A classic in every sense of the word. I didn’t initially see the correlation between Deep Blue Sea (or DBS as we superfans call it) and Jurassic World. But damn if the marketing team isn’t working overtime to connect those dots. First there was this awful, awful scene released featuring Bryce Dallas Howard and Chris Pratt. There was something… familiar. The rhythms. The characters. The entire interaction felt like a scene right out of Deep Blue Sea.
Bryce Dallas Howard’s character seems cold and rigid, balanced by Chris Pratt’s anti-authoritarian where every sentence drips with cynicism. He outright mocks her, righteously so, for trying to create mutant, super-dinosaurs and rattles off some typical alpha male platitudes about instinct and animal urges. This scene feels a lot like a similar exchange from DBS, where our hunky hunter played by Thomas Jane gives scientist Saffron Burrows the business about the dangers of creating smarter versions of the nature’s fiercest predators.

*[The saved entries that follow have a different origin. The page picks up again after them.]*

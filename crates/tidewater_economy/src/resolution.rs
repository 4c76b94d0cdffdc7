//! # Outcome Resolution Math
//!
//! Pure functions used by the event engine: weighted sampling, trigger
//! rolls and the maximin safe default. No I/O, no clocks, no shared state.
//!
//! ## Safe default (maximin)
//!
//! ```text
//! for each choice:      floor = min(final_value(outcome)) over weight > 0
//! safe default:         choice with the highest floor (earliest wins ties)
//! ```
//!
//! A choice whose outcomes all carry zero weight has no floor and can never
//! be the safe default.

use rand::Rng;

use crate::catalogue::{ChoiceDefinition, EventDefinition, OutcomeDefinition};
use crate::fixed_point::FixedPoint;

/// Worst reachable result of a choice, or `None` if nothing is reachable.
#[must_use]
pub fn choice_floor(choice: &ChoiceDefinition, base_value: u64) -> Option<i64> {
    choice
        .outcomes
        .iter()
        .filter(|outcome| outcome.is_reachable())
        .map(|outcome| outcome.final_value(base_value))
        .min()
}

/// Index of the choice with the highest guaranteed result.
///
/// Returns `None` if no choice has a reachable outcome.
#[must_use]
pub fn select_safe_default(definition: &EventDefinition, base_value: u64) -> Option<usize> {
    let mut best: Option<(usize, i64)> = None;
    for (index, choice) in definition.choices.iter().enumerate() {
        let Some(floor) = choice_floor(choice, base_value) else {
            continue;
        };
        // Strict comparison keeps the earliest declared choice on ties.
        if best.map_or(true, |(_, best_floor)| floor > best_floor) {
            best = Some((index, floor));
        }
    }
    best.map(|(index, _)| index)
}

/// Rolls a trigger chance. Zero never hits and 1.0 always does.
pub fn roll_chance<R: Rng + ?Sized>(chance: FixedPoint, rng: &mut R) -> bool {
    if !chance.is_positive() {
        return false;
    }
    if chance >= FixedPoint::ONE {
        return true;
    }
    rng.gen_range(0..FixedPoint::ONE.raw()) < chance.raw()
}

/// Samples an outcome by cumulative weight.
///
/// Zero-weight outcomes are never selected. Returns `None` if the total
/// weight is zero.
pub fn sample_outcome<R: Rng + ?Sized>(outcomes: &[OutcomeDefinition], rng: &mut R) -> Option<usize> {
    let total: u64 = outcomes
        .iter()
        .filter(|outcome| outcome.is_reachable())
        .map(|outcome| outcome.weight.raw().unsigned_abs())
        .sum();
    if total == 0 {
        return None;
    }

    let roll = rng.gen_range(0..total);
    let mut cumulative = 0u64;
    for (index, outcome) in outcomes.iter().enumerate() {
        if !outcome.is_reachable() {
            continue;
        }
        cumulative += outcome.weight.raw().unsigned_abs();
        if roll < cumulative {
            return Some(index);
        }
    }
    None
}

#[cfg(test)]
mod tests {
    use super::*;
    use rand::SeedableRng;
    use rand_chacha::ChaCha8Rng;

    fn outcome(mul_bp: i64, weight_bp: i64) -> OutcomeDefinition {
        OutcomeDefinition {
            mul: FixedPoint::from_bp(mul_bp),
            weight: FixedPoint::from_bp(weight_bp),
            ..OutcomeDefinition::neutral()
        }
    }

    fn choice(id: &str, outcomes: Vec<OutcomeDefinition>) -> ChoiceDefinition {
        ChoiceDefinition {
            id: id.to_string(),
            label: String::new(),
            outcomes,
            consume_items: None,
            risky: false,
            counter: None,
        }
    }

    fn definition(choices: Vec<ChoiceDefinition>) -> EventDefinition {
        EventDefinition {
            key: "test".into(),
            category: "test".into(),
            timeout_secs: 30,
            consume_items: true,
            choices,
            timeout_default: None,
            chance: None,
            condition: None,
        }
    }

    #[test]
    fn test_maximin_prefers_guaranteed_choice() {
        // A: x1.5 or x0.8 (floor 800). B: x1.0 (floor 1000).
        let def = definition(vec![
            choice("a", vec![outcome(15_000, 5_000), outcome(8_000, 5_000)]),
            choice("b", vec![outcome(10_000, 10_000)]),
        ]);
        assert_eq!(select_safe_default(&def, 1000), Some(1));
    }

    #[test]
    fn test_maximin_tie_keeps_first_declared() {
        let def = definition(vec![
            choice("first", vec![outcome(10_000, 1)]),
            choice("second", vec![outcome(10_000, 1), outcome(20_000, 1)]),
        ]);
        assert_eq!(select_safe_default(&def, 100), Some(0));
    }

    #[test]
    fn test_zero_weight_outcomes_do_not_lower_the_floor() {
        let risky = choice("risky", vec![outcome(20_000, 10_000), outcome(0, 0)]);
        assert_eq!(choice_floor(&risky, 100), Some(200));

        let def = definition(vec![choice("safe", vec![outcome(10_000, 1)]), risky]);
        assert_eq!(select_safe_default(&def, 100), Some(1));
    }

    #[test]
    fn test_no_reachable_outcome_has_no_safe_default() {
        let def = definition(vec![choice("dead", vec![outcome(10_000, 0)]), choice("empty", vec![])]);
        assert_eq!(select_safe_default(&def, 100), None);
    }

    #[test]
    fn test_sampling_never_picks_zero_weight() {
        let outcomes = vec![outcome(0, 0), outcome(10_000, 1), outcome(0, 0)];
        let mut rng = ChaCha8Rng::seed_from_u64(7);
        for _ in 0..1_000 {
            assert_eq!(sample_outcome(&outcomes, &mut rng), Some(1));
        }
        assert_eq!(sample_outcome(&[outcome(1, 0)], &mut rng), None);
    }

    #[test]
    fn test_sampling_follows_weights() {
        let outcomes = vec![outcome(0, 9_000), outcome(0, 1_000)];
        let mut rng = ChaCha8Rng::seed_from_u64(42);
        let heavy = (0..10_000)
            .filter(|_| sample_outcome(&outcomes, &mut rng) == Some(0))
            .count();
        assert!((8_700..9_300).contains(&heavy), "got {heavy}");
    }

    #[test]
    fn test_chance_bounds_and_frequency() {
        let mut rng = ChaCha8Rng::seed_from_u64(3);
        assert!((0..1_000).all(|_| !roll_chance(FixedPoint::ZERO, &mut rng)));
        assert!((0..1_000).all(|_| roll_chance(FixedPoint::ONE, &mut rng)));

        let hits = (0..10_000)
            .filter(|_| roll_chance(FixedPoint::from_bp(2_500), &mut rng))
            .count();
        assert!((2_200..2_800).contains(&hits), "got {hits}");
    }
}
#[cfg(test)]
mod tests {
    use super::*;

    const CATALOGUE: &str = r#"
        [items.salmon]
        display_name = "Salmon"
        base_value = 120
        rarity = "uncommon"

        [items.boot]
        base_value = 1

        [[events]]
        key = "haggle"
        category = "fishing"
        timeout_secs = 20

        [[events.choices]]
        id = "push"
        label = "Push for more"
        risky = true
        outcomes = [
            { mul = 1.5, weight = 0.5, message = "They cave." },
            { mul = 0.8, weight = 0.5, effects = [{ type = "buff", kind = "sulking", duration_secs = 60 }] },
        ]

        [[events.choices]]
        id = "accept"
        label = "Take the offer"
        consume_items = true
        outcomes = [{ mul = 1.0 }]

        [[events]]
        key = "bare"
    "#;

    #[test]
    fn test_load_catalogue() {
        let catalogue = StaticCatalogue::from_toml_str(CATALOGUE).unwrap();
        assert_eq!(catalogue.event_count(), 2);

        let haggle = catalogue.resolve_event_definition("haggle").unwrap();
        assert_eq!(haggle.category, "fishing");
        assert_eq!(haggle.timeout(), Duration::from_secs(20));
        assert!(haggle.consume_items);
        assert_eq!(haggle.choice_index("accept"), Some(1));
        assert_eq!(haggle.choices[0].outcomes[0].final_value(1000), 1500);
        assert_eq!(
            haggle.choices[0].outcomes[1].effects,
            vec![SideEffect::Buff { kind: "sulking".into(), duration_secs: 60 }]
        );
        // Omitted weight and mul default to 1.0.
        assert_eq!(haggle.choices[1].outcomes[0], OutcomeDefinition {
            consume_items: None,
            ..OutcomeDefinition::neutral()
        });

        let salmon = catalogue.resolve_item_metadata(&ItemKey::new("salmon")).unwrap();
        assert_eq!(salmon.base_value, 120);
        assert_eq!(
            catalogue.resolve_item_metadata(&ItemKey::new("boot")).unwrap().rarity,
            "common"
        );
    }

    #[test]
    fn test_defaults_for_bare_definition() {
        let catalogue = StaticCatalogue::from_toml_str(CATALOGUE).unwrap();
        let bare = catalogue.resolve_event_definition("bare").unwrap();
        assert_eq!(bare.category, "activity");
        assert_eq!(bare.timeout_secs, 30);
        assert!(bare.choices.is_empty());
        assert_eq!(bare.fallback_outcome(), OutcomeDefinition::neutral());
    }

    #[test]
    fn test_duplicate_choice_ids_rejected() {
        let text = r#"
            [[events]]
            key = "twice"
            choices = [{ id = "a" }, { id = "a" }]
        "#;
        let err = StaticCatalogue::from_toml_str(text).unwrap_err();
        assert!(matches!(err, ConfigError::Invalid(reason) if reason.contains("duplicate choice id")));
    }

    #[test]
    fn test_negative_weight_rejected() {
        let definition = EventDefinition {
            key: "bad".into(),
            category: default_category(),
            timeout_secs: 10,
            consume_items: true,
            choices: vec![ChoiceDefinition {
                id: "x".into(),
                label: String::new(),
                outcomes: vec![OutcomeDefinition { weight: FixedPoint::from_bp(-1), ..OutcomeDefinition::neutral() }],
                consume_items: None,
                risky: false,
                counter: None,
            }],
            timeout_default: None,
            chance: None,
            condition: None,
        };
        assert!(matches!(definition.validate(), Err(EventError::InvalidDefinition { .. })));
    }

    #[test]
    fn test_trigger_fields_parse_in_declaration_order() {
        let text = r#"
            [[events]]
            key = "storm"
            chance = 0.25
            condition = { type = "user_balance", operator = "<", value = 100 }

            [[events]]
            key = "manual"

            [[events]]
            key = "collector"
            chance = 1.0
            condition = { type = "has_legendary" }
        "#;
        let catalogue = StaticCatalogue::from_toml_str(text).unwrap();
        let keys: Vec<_> = catalogue.trigger_candidates().iter().map(|d| d.key.clone()).collect();
        assert_eq!(keys, ["storm", "collector"]);

        let storm = catalogue.resolve_event_definition("storm").unwrap();
        assert_eq!(storm.chance, Some(FixedPoint::from_bp(2500)));
        assert_eq!(
            storm.condition,
            Some(TriggerCondition { kind: ConditionKind::Balance, operator: Comparison::Below, value: 100 })
        );
        let collector = catalogue.resolve_event_definition("collector").unwrap();
        assert_eq!(collector.condition.map(|c| c.operator), Some(Comparison::AtLeast));
    }

    #[test]
    fn test_out_of_range_chance_rejected() {
        let err = StaticCatalogue::from_toml_str("[[events]]\nkey = \"greedy\"\nchance = 1.5\n").unwrap_err();
        assert!(matches!(err, ConfigError::Invalid(reason) if reason.contains("chance")));

        let err = StaticCatalogue::from_toml_str(
            "[[events]]\nkey = \"odd\"\nchance = 0.5\ncondition = { type = \"rod_durability\" }\n",
        )
        .unwrap_err();
        assert!(matches!(err, ConfigError::Parse(_)));
    }

    #[test]
    fn test_condition_comparisons() {
        let context = TriggerContext { base_value: 500, item_count: 2, balance: 40, max_item_value: 300, has_legendary: false };
        let check = |kind, operator, value| TriggerCondition { kind, operator, value }.holds(&context);

        assert!(check(ConditionKind::BaseValue, Comparison::AtLeast, 500));
        assert!(!check(ConditionKind::BaseValue, Comparison::Above, 500));
        assert!(check(ConditionKind::ItemCount, Comparison::Equal, 2));
        assert!(check(ConditionKind::Balance, Comparison::Below, 100));
        assert!(!check(ConditionKind::MaxItemValue, Comparison::AtMost, 299));
        assert!(check(ConditionKind::MaxItemValue, Comparison::NotEqual, 299));
        assert!(!check(ConditionKind::HasLegendary, Comparison::AtLeast, 0));
    }
}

In Deep Blue Sea, I can understand the fictional movie science at play. An obsessed scientist wants to cure Alzheimer’s because it impacted a family member. There are personal stakes at play. Much in the same way Rise of the Planet of the Apes stole the same basic dynamic, making it even more dramatic by letting us see the ravages of the disease rather than just be told about it. I’m not exactly sure why scientists need to develop super-dinosaurs. I would have thought just bringing dinosaurs back from extinction would have been enough to put asses in seats at the world’s most perilous theme park. But it seems like people got bored with seeing regular old dinosaurs and required something newer and more disastrous to compete with Shamu at SeaWorld.
So there is already plenty of exculpatory evidence linking Jurassic World to Deep Blue Sea. The kind of familiar trappings that one can find in almost any modern, brain free franchise. Then they release this new poster teasing the next trailer…
It’s like the producers are daring us to connect these dots. A giant aquatic dinosaur about to swallow up a Great White Shark. Come on. This is slowly creeping from ‘marginally amusing connections’ to a bold-faced declaration of just how unoriginal Jurassic World might be.